Segment Start: Given data
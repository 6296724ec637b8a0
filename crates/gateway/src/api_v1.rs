//! HTTP API v1.
//!
//! Endpoints:
//!
//! - `POST /v1/chat`        : run one query, return `{responsetext, citations}`
//! - `POST /v1/chat/stream` : run one query, stream pieces as SSE
//! - `GET  /v1/ws`          : WebSocket; `{"action":"sendMessage", ...}` frames

use axum::{
    Router,
    extract::State,
    extract::ws::{Message as WsMessage, WebSocket, WebSocketUpgrade},
    http::StatusCode,
    response::sse::{Event as SseEvent, KeepAlive, Sse},
    response::{IntoResponse, Json},
    routing::{get, post},
};
use futures::{SinkExt, StreamExt};
use serde::{Deserialize, Serialize};
use std::convert::Infallible;
use tokio_stream::wrappers::ReceiverStream;
use tracing::{debug, info, warn};

use kbrelay_agent::OutcomeBody;
use kbrelay_channels::EventStreamSink;
use kbrelay_core::channel::DeliveryPiece;
use kbrelay_core::error::Error;
use kbrelay_core::request::GenerationRequest;

use crate::SharedState;

/// Build the v1 router.
pub fn v1_router(state: SharedState) -> Router {
    Router::new()
        .route("/chat", post(chat_handler))
        .route("/chat/stream", post(chat_stream_handler))
        .route("/ws", get(ws_handler))
        .with_state(state)
}

// --- Request / response types ---

/// Body of `POST /v1/chat` and `POST /v1/chat/stream`.
#[derive(Debug, Deserialize)]
pub struct ChatRequest {
    #[serde(default)]
    pub querytext: String,
    #[serde(default)]
    pub session_id: Option<String>,
    #[serde(default)]
    pub user_role: Option<String>,
    /// Also push pieces to this connection.
    #[serde(default, alias = "connectionId")]
    pub connection_id: Option<String>,
}

#[derive(Debug, Serialize)]
pub struct ErrorResponse {
    pub error: String,
}

type ApiError = (StatusCode, Json<ErrorResponse>);

fn bad_request(error: Error) -> ApiError {
    let message = match error {
        Error::InvalidRequest(message) => message,
        other => other.to_string(),
    };
    (StatusCode::BAD_REQUEST, Json(ErrorResponse { error: message }))
}

fn parse_request(payload: &ChatRequest) -> Result<GenerationRequest, ApiError> {
    GenerationRequest::new(
        &payload.querytext,
        payload.session_id.as_deref(),
        payload.user_role.as_deref(),
    )
    .map_err(bad_request)
}

// --- Synchronous chat ---

/// `POST /v1/chat`: run to completion and return the final result.
async fn chat_handler(
    State(state): State<SharedState>,
    Json(payload): Json<ChatRequest>,
) -> Result<(StatusCode, Json<OutcomeBody>), ApiError> {
    let request = parse_request(&payload)?;
    info!(session_id = %request.session_id(), "v1/chat request");

    let outcome = match payload.connection_id.as_deref() {
        Some(connection_id) => {
            let sink = state.connection_sink(connection_id);
            state.orchestrator.run(&request, sink.as_ref()).await
        }
        None => {
            state
                .orchestrator
                .run(&request, &kbrelay_core::NullSink)
                .await
        }
    };

    let status =
        StatusCode::from_u16(outcome.status_code).unwrap_or(StatusCode::INTERNAL_SERVER_ERROR);
    Ok((status, Json(outcome.body)))
}

// --- SSE streaming ---

/// `POST /v1/chat/stream`: stream pieces as SSE events named by kind.
async fn chat_stream_handler(
    State(state): State<SharedState>,
    Json(payload): Json<ChatRequest>,
) -> Result<Sse<impl futures::Stream<Item = Result<SseEvent, Infallible>>>, ApiError> {
    let request = parse_request(&payload)?;
    info!(session_id = %request.session_id(), "v1/chat/stream SSE request");

    let (sink, rx) = EventStreamSink::channel(64);
    let orchestrator = state.orchestrator.clone();
    tokio::spawn(async move {
        let outcome = orchestrator.run(&request, &sink).await;
        debug!(status = outcome.status_code, "SSE orchestration finished");
    });

    let stream = ReceiverStream::new(rx).map(|piece| {
        let data = piece.to_json().unwrap_or_default();
        Ok(SseEvent::default().event(piece.kind()).data(data))
    });

    Ok(Sse::new(stream).keep_alive(KeepAlive::default()))
}

// --- WebSocket ---

/// `GET /v1/ws`: one registered connection per socket.
async fn ws_handler(ws: WebSocketUpgrade, State(state): State<SharedState>) -> impl IntoResponse {
    ws.on_upgrade(move |socket| handle_ws_connection(socket, state))
}

/// Frame sent by the client.
#[derive(Debug, Deserialize)]
pub struct WsClientMessage {
    #[serde(default)]
    pub action: String,
    #[serde(default)]
    pub querytext: String,
    #[serde(default)]
    pub session_id: Option<String>,
    #[serde(default)]
    pub user_role: Option<String>,
    #[serde(default)]
    pub location: Option<serde_json::Value>,
}

async fn handle_ws_connection(socket: WebSocket, state: SharedState) {
    let connection_id = uuid::Uuid::new_v4().to_string();
    let mut outbound = state.connections.register(&connection_id).await;
    let (mut ws_tx, mut ws_rx) = socket.split();

    // Registered queue -> socket
    let writer = tokio::spawn(async move {
        while let Some(text) = outbound.recv().await {
            if ws_tx.send(WsMessage::Text(text.into())).await.is_err() {
                break; // client disconnected
            }
        }
    });

    while let Some(msg) = ws_rx.next().await {
        let text = match msg {
            Ok(WsMessage::Text(text)) => text,
            Ok(WsMessage::Close(_)) => break,
            Ok(_) => continue, // ignore binary, ping, pong
            Err(_) => break,
        };
        handle_client_frame(&state, &connection_id, &text).await;
    }

    state.connections.unregister(&connection_id).await;
    writer.abort();
}

/// Handle one client frame. Replies go to the connection's queue; a valid
/// `sendMessage` starts an orchestration in the background.
pub async fn handle_client_frame(state: &SharedState, connection_id: &str, text: &str) {
    let reply_error = |message: String| async move {
        let piece = DeliveryPiece::error(message);
        let result = match piece.to_json() {
            Ok(json) => state.connections.push(connection_id, json).await,
            Err(e) => Err(e),
        };
        if let Err(e) = result {
            warn!(connection_id = %connection_id, error = %e, "Failed to send error frame");
        }
    };

    let message: WsClientMessage = match serde_json::from_str(text) {
        Ok(m) => m,
        Err(e) => {
            reply_error(format!("Invalid message: {e}")).await;
            return;
        }
    };

    if message.action != "sendMessage" {
        reply_error("Unknown route".into()).await;
        return;
    }

    let request = match GenerationRequest::new(
        &message.querytext,
        message.session_id.as_deref(),
        message.user_role.as_deref(),
    ) {
        Ok(r) => r,
        Err(_) => {
            reply_error("Empty query received".into()).await;
            return;
        }
    };

    info!(
        connection_id = %connection_id,
        session_id = %request.session_id(),
        location = ?message.location,
        "WebSocket query received"
    );

    let sink = state.connection_sink(connection_id);
    let orchestrator = state.orchestrator.clone();
    tokio::spawn(async move {
        orchestrator.run(&request, sink.as_ref()).await;
    });
}
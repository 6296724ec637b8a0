//! Error types for the kbrelay domain.
//!
//! Uses `thiserror` for ergonomic error definitions.
//! Each collaborator boundary has its own error enum.

use thiserror::Error;

/// The top-level error type for all kbrelay operations.
#[derive(Debug, Error)]
pub enum Error {
    // --- Generation backend errors ---
    #[error("Backend error: {0}")]
    Backend(#[from] BackendError),

    // --- Delivery channel errors ---
    #[error("Delivery error: {0}")]
    Delivery(#[from] DeliveryError),

    // --- Analytics hand-off errors ---
    #[error("Analytics error: {0}")]
    Analytics(#[from] AnalyticsError),

    // --- Inbound request validation ---
    #[error("Invalid request: {0}")]
    InvalidRequest(String),

    // --- Configuration errors ---
    #[error("Configuration error: {message}")]
    Config { message: String },

    // --- Serialization ---
    #[error("Serialization error: {0}")]
    Serialization(#[from] serde_json::Error),

    // --- Generic ---
    #[error("Internal error: {0}")]
    Internal(String),
}

/// Result type alias using our Error.
pub type Result<T> = std::result::Result<T, Error>;

// --- Collaborator errors ---

#[derive(Debug, Clone, Error)]
pub enum BackendError {
    #[error("API request failed: {message} (status: {status_code})")]
    ApiError { status_code: u16, message: String },

    #[error("Rate limited by backend, retry after {retry_after_secs}s")]
    RateLimited { retry_after_secs: u64 },

    #[error("Authentication failed: {0}")]
    AuthenticationFailed(String),

    #[error("Request timed out: {0}")]
    Timeout(String),

    #[error("Network error: {0}")]
    Network(String),

    #[error("Stream interrupted: {0}")]
    StreamInterrupted(String),

    #[error("Malformed backend event: {0}")]
    MalformedEvent(String),

    #[error("Backend not configured: {0}")]
    NotConfigured(String),
}

impl BackendError {
    /// Whether another invocation attempt may succeed.
    ///
    /// Credentials and configuration problems will fail the same way on
    /// every attempt; everything else is worth retrying.
    pub fn is_retryable(&self) -> bool {
        !matches!(
            self,
            Self::AuthenticationFailed(_) | Self::NotConfigured(_)
        )
    }
}

#[derive(Debug, Error)]
pub enum DeliveryError {
    #[error("No active connection for '{0}'")]
    NotConnected(String),

    #[error("Delivery failed on {channel}: {reason}")]
    DeliveryFailed { channel: String, reason: String },

    #[error("Failed to encode piece: {0}")]
    Serialization(#[from] serde_json::Error),
}

#[derive(Debug, Error)]
pub enum AnalyticsError {
    #[error("Analytics dispatch failed: {0}")]
    DispatchFailed(String),

    #[error("Analytics sink not configured: {0}")]
    NotConfigured(String),
}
Segment End: Given data
== Requirement ==
A line belongs in the answer if it contains the word "alias"; please copy each such line from the material.

== Answer to this problem ==
    #[serde(default, alias = "connectionId")]
/// Result type alias using our Error.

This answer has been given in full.